__GIVEN INFORMATION__:

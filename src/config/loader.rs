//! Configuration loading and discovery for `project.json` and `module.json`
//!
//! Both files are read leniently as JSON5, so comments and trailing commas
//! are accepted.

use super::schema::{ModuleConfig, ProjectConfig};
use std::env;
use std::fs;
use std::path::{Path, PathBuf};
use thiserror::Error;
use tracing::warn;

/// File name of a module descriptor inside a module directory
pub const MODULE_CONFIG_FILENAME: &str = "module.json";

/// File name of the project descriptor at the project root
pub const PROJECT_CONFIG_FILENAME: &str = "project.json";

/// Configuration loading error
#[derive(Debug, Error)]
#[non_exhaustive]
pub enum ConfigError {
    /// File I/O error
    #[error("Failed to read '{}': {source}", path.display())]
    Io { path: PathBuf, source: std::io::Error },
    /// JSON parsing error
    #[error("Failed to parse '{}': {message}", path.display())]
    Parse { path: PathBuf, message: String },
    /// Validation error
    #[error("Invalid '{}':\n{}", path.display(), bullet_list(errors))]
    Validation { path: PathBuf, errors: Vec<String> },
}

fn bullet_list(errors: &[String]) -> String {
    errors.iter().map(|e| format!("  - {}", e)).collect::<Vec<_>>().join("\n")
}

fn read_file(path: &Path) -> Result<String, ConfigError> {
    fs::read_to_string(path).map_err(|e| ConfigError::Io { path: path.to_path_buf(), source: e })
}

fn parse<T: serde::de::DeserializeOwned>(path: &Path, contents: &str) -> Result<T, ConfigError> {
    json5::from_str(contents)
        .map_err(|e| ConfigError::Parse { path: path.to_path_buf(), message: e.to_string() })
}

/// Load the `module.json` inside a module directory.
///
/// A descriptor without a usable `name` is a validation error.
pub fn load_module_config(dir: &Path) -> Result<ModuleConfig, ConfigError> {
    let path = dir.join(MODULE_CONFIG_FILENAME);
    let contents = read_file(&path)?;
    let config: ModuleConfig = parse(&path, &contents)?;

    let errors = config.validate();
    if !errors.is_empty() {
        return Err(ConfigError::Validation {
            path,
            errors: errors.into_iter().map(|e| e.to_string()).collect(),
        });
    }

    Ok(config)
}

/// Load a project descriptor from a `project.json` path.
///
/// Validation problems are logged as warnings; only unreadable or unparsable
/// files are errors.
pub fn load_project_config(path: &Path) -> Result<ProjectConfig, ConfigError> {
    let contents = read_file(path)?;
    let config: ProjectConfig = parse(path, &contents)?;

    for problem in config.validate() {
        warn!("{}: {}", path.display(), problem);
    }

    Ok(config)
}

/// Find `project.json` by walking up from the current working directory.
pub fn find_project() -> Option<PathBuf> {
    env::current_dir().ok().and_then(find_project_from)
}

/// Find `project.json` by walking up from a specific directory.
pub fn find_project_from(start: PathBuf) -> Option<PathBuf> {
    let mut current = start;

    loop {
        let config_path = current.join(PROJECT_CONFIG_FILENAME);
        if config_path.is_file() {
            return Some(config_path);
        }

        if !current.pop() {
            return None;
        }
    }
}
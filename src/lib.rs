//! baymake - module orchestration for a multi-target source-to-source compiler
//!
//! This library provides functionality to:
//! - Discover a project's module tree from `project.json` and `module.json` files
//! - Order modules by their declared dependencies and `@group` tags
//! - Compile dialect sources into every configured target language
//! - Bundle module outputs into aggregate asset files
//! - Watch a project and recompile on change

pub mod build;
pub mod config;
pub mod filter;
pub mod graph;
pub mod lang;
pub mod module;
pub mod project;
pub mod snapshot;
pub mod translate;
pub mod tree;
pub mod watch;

==

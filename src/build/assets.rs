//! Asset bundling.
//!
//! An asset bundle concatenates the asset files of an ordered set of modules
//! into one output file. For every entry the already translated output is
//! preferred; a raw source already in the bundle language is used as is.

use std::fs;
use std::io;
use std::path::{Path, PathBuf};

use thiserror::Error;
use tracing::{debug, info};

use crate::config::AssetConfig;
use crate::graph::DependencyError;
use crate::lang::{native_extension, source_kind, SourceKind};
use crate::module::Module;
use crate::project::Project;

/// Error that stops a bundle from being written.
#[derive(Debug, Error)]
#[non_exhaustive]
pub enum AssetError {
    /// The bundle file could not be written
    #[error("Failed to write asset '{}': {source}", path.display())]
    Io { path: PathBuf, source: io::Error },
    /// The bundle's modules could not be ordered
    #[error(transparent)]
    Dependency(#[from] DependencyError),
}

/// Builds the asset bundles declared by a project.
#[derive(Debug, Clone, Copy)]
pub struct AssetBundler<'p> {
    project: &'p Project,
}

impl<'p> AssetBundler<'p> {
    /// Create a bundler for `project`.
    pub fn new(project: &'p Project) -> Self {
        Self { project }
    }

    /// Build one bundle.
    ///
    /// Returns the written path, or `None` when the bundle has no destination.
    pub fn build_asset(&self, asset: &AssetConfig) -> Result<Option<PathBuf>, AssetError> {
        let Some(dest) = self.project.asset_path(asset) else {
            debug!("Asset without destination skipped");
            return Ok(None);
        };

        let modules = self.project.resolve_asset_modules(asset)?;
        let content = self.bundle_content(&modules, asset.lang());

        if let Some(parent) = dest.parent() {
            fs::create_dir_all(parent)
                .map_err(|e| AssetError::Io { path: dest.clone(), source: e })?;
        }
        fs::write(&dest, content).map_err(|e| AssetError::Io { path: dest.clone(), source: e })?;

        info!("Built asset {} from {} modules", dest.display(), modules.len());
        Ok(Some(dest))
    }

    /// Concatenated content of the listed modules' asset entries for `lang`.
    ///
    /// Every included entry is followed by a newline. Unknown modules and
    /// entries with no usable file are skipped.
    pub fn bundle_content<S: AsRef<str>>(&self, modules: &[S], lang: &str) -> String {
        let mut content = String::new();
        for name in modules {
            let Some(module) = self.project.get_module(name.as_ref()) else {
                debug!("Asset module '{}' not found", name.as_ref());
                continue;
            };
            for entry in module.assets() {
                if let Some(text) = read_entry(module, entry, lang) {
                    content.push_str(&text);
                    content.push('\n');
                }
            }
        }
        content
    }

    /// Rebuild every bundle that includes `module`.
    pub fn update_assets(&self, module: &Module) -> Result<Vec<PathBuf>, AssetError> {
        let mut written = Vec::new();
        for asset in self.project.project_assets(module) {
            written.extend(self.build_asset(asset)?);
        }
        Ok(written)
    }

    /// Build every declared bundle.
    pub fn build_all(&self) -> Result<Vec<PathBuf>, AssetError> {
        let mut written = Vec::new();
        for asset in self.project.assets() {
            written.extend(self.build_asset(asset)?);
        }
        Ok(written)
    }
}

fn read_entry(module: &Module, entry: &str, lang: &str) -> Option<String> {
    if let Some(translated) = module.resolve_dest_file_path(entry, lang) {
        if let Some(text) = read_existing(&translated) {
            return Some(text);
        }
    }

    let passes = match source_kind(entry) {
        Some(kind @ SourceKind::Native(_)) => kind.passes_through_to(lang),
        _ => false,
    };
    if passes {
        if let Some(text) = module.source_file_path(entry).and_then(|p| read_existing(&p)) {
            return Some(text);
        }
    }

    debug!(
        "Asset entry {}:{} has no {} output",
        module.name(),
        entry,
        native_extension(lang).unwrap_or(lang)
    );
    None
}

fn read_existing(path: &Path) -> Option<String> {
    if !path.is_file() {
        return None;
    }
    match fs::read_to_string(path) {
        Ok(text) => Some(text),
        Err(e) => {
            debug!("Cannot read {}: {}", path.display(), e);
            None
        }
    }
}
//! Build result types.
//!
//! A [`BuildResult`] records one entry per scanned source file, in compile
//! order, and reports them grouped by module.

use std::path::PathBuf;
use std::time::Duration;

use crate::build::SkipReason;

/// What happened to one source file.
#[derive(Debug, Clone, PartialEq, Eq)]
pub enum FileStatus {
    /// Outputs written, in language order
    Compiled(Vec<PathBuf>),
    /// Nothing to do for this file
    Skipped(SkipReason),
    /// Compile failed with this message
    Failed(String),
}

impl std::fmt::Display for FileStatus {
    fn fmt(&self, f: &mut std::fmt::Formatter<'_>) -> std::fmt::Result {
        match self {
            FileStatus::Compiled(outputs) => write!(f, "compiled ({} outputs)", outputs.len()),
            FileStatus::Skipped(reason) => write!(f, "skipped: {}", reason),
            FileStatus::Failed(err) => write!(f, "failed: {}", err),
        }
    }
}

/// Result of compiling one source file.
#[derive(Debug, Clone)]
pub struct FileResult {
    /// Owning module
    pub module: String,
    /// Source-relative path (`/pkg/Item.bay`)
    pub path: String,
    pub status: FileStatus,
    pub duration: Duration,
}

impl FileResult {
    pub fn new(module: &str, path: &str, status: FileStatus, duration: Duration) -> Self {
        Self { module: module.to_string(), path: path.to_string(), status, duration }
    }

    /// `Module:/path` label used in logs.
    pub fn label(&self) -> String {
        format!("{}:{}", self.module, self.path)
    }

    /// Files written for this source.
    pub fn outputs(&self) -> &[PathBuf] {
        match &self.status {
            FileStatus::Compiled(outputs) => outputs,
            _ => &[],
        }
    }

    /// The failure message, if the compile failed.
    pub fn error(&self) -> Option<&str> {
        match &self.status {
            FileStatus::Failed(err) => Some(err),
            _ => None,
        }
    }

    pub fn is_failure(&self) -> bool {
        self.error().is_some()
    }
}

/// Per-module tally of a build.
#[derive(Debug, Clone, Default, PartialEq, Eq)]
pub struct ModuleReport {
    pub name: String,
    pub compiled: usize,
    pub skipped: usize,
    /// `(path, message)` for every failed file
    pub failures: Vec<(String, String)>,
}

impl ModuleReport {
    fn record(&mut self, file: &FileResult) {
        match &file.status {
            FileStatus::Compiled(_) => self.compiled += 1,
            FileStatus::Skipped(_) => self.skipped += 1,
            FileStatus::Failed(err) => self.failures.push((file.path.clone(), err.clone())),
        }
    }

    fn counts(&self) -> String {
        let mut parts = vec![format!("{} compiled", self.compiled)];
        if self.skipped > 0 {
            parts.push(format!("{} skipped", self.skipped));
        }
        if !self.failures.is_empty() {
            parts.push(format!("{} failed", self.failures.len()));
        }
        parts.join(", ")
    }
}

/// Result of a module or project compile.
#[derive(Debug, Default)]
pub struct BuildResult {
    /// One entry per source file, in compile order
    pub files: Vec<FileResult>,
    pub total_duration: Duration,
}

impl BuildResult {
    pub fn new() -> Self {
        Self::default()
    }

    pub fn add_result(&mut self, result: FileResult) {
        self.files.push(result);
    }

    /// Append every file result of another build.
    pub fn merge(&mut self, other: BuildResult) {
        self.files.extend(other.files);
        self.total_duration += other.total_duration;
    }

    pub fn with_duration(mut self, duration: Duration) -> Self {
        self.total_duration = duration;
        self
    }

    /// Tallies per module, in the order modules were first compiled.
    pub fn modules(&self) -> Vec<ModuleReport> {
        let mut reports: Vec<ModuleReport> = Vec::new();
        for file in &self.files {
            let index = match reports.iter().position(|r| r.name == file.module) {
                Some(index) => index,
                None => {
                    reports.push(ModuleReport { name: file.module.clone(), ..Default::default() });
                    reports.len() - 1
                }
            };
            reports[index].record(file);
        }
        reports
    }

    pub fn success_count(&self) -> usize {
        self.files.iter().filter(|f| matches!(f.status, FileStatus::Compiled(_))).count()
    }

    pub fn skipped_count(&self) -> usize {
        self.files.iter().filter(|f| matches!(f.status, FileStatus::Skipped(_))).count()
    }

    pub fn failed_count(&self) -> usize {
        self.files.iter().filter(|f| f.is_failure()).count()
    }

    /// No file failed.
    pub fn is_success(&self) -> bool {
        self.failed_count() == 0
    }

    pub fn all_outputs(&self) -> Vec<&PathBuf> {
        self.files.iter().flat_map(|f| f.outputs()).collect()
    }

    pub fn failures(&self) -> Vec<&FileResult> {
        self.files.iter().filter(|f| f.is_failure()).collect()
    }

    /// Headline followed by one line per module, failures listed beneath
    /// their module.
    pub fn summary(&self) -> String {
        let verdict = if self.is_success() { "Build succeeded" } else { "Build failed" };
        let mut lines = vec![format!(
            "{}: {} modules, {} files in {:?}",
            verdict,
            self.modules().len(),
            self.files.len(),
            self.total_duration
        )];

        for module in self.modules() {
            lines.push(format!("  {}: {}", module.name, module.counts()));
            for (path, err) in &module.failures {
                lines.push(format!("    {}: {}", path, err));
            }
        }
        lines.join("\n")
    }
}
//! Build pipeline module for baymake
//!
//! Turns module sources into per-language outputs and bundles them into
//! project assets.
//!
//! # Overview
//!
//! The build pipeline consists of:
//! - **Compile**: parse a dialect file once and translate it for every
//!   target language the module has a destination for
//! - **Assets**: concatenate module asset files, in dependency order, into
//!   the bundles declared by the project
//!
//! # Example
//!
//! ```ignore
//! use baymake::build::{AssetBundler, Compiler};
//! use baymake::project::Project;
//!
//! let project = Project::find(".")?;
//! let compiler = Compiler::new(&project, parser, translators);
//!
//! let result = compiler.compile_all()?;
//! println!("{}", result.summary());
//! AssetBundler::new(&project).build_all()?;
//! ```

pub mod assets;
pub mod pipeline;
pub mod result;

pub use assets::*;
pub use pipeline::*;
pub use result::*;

__WHAT YOU SHOULD DO__: Please filter the entries for the word "derive" and copy the lines that have it.

__ANSWER SPACE__:
#[derive(Debug, Error)]
#[derive(Debug, Error)]
#[derive(Debug, Clone, Copy)]
#[derive(Debug, Clone, PartialEq, Eq)]
#[derive(Debug, Clone)]
#[derive(Debug, Clone, Default, PartialEq, Eq)]
#[derive(Debug, Default)]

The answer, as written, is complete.